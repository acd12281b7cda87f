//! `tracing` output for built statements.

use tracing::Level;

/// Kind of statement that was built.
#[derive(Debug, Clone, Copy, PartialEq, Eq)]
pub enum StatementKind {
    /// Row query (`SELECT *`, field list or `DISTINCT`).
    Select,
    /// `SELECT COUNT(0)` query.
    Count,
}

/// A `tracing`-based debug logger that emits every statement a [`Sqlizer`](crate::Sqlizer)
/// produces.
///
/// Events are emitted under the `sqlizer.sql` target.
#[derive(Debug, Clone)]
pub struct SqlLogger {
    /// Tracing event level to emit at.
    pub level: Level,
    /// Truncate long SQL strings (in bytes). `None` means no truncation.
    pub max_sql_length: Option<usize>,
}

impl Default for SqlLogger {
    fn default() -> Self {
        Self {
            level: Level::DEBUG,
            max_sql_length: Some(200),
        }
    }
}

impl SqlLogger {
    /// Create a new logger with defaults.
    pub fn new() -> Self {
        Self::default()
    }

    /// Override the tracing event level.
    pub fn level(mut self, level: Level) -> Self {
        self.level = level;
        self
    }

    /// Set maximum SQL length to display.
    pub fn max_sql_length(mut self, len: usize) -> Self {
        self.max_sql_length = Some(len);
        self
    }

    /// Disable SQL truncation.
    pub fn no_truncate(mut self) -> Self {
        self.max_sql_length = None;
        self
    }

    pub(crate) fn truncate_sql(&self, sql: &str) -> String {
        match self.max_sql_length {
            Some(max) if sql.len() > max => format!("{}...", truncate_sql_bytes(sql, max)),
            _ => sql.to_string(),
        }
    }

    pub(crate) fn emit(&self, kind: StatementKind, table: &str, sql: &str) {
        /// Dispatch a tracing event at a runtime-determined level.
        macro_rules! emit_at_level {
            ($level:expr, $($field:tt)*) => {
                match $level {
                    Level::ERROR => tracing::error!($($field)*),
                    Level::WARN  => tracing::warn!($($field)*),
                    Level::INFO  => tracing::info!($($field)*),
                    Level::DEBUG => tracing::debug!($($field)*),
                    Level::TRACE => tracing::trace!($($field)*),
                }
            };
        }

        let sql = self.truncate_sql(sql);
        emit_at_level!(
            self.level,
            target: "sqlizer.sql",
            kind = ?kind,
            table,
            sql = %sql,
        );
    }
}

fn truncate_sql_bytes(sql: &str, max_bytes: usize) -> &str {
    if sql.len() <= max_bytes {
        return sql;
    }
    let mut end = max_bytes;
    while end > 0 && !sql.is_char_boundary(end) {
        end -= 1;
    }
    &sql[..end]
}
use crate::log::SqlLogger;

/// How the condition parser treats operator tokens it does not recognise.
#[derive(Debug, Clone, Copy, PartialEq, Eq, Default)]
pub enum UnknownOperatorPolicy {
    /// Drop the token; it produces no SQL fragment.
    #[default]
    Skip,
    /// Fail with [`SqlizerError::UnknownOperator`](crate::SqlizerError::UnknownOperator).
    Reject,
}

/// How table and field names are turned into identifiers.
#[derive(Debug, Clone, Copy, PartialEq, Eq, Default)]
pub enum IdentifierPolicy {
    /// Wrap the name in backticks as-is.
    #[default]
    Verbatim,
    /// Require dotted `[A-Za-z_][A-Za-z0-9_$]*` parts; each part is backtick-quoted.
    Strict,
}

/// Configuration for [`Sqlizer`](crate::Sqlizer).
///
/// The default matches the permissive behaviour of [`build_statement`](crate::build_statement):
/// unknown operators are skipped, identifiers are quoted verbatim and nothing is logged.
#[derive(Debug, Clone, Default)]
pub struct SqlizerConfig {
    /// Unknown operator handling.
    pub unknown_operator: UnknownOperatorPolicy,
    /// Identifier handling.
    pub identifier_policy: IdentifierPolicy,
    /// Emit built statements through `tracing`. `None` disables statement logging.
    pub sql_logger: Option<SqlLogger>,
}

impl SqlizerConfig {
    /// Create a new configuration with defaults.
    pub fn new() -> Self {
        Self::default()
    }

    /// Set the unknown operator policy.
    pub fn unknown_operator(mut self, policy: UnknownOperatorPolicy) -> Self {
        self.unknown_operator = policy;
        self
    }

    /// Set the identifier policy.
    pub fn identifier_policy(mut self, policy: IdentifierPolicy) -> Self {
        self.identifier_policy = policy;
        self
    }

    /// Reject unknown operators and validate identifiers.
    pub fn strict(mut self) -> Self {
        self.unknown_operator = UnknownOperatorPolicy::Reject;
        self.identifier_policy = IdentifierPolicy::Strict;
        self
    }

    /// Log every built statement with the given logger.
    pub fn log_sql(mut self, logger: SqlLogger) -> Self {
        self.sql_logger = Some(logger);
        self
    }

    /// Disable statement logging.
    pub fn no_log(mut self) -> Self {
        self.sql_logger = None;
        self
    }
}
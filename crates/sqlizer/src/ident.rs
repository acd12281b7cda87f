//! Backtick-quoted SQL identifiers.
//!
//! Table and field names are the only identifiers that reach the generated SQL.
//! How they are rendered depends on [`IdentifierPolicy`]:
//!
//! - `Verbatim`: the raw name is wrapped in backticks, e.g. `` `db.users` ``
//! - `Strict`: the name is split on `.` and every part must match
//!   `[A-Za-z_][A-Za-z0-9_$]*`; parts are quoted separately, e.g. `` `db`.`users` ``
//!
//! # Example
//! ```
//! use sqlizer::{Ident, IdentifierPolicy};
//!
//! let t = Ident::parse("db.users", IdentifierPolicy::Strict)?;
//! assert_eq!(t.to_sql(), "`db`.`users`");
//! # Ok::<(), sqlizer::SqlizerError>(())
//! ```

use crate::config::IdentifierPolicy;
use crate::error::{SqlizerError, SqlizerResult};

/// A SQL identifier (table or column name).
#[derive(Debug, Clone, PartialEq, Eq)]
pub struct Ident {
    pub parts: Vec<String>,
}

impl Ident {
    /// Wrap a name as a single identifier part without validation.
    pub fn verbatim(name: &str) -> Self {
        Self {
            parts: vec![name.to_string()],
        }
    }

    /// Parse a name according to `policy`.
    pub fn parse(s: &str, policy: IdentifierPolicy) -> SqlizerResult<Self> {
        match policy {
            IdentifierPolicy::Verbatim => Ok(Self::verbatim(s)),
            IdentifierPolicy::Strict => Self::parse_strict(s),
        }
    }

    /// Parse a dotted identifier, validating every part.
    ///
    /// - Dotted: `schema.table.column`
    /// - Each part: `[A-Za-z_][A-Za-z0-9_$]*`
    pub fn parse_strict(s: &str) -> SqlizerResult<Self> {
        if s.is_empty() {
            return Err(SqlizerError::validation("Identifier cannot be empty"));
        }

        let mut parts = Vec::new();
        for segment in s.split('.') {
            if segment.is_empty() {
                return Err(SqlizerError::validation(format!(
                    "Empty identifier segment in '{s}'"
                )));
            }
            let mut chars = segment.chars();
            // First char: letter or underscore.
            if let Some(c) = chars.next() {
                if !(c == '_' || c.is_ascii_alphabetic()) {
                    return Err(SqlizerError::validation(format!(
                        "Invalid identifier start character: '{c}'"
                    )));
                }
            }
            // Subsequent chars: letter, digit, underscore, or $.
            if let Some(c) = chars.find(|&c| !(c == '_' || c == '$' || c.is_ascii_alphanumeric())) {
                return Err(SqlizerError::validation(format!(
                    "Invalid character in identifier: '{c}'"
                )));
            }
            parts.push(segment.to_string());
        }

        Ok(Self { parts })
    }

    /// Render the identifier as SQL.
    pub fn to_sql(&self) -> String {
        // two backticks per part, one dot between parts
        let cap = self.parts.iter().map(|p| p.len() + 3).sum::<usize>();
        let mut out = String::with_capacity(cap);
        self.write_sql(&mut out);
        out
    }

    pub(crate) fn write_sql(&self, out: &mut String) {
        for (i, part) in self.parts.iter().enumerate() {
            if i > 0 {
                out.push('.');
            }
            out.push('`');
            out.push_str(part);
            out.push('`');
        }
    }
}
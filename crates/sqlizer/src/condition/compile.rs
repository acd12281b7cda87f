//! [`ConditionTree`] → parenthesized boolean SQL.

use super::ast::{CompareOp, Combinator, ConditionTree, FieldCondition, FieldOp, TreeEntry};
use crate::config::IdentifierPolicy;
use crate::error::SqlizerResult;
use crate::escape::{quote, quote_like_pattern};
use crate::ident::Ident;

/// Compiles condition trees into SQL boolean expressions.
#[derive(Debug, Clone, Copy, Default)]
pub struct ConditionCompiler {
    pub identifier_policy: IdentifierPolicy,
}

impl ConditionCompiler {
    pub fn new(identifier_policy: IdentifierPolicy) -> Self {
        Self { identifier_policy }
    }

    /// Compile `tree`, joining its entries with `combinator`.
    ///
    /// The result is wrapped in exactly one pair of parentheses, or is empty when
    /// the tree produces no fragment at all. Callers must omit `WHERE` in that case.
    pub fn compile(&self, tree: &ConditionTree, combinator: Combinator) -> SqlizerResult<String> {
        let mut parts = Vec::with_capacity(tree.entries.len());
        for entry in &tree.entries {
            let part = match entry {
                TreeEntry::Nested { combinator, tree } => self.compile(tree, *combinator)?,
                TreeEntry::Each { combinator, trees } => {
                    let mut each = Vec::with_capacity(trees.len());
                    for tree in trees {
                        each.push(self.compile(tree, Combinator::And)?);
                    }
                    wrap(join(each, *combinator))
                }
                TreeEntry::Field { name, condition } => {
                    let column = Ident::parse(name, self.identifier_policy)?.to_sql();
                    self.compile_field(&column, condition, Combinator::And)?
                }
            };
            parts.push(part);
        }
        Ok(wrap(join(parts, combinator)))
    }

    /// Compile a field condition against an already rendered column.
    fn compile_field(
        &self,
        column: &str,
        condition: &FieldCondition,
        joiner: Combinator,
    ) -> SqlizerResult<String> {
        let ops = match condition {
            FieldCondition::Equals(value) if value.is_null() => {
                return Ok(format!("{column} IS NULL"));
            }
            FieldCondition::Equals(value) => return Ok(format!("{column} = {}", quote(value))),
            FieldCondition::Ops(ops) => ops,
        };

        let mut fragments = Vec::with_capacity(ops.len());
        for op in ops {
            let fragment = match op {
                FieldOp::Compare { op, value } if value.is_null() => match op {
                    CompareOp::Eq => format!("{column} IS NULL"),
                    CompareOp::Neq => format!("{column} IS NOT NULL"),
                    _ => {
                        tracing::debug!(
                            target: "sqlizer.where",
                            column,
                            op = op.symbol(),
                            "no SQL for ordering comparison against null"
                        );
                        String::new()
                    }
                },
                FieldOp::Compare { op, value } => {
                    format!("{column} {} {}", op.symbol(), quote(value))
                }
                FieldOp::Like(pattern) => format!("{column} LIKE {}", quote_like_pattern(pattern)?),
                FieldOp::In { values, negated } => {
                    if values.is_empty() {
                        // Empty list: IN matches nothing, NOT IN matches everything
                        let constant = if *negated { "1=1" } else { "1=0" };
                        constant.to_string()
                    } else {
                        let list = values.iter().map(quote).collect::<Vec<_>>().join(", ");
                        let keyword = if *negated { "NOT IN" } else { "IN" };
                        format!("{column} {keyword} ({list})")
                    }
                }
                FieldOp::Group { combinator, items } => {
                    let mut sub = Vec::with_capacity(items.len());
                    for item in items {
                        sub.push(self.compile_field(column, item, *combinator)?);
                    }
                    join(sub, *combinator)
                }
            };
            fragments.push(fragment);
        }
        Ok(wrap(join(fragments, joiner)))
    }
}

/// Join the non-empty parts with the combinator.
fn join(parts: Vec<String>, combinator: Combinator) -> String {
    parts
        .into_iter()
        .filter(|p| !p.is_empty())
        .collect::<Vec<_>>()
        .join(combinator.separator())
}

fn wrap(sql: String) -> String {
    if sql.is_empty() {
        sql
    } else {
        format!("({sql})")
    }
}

▶ _WHAT YOU NEED TO DO_: Within the listing above, the lines holding "derive" should be counted. Give only the number.

▶ _ANSWER FOR THIS EXERCISE_: 7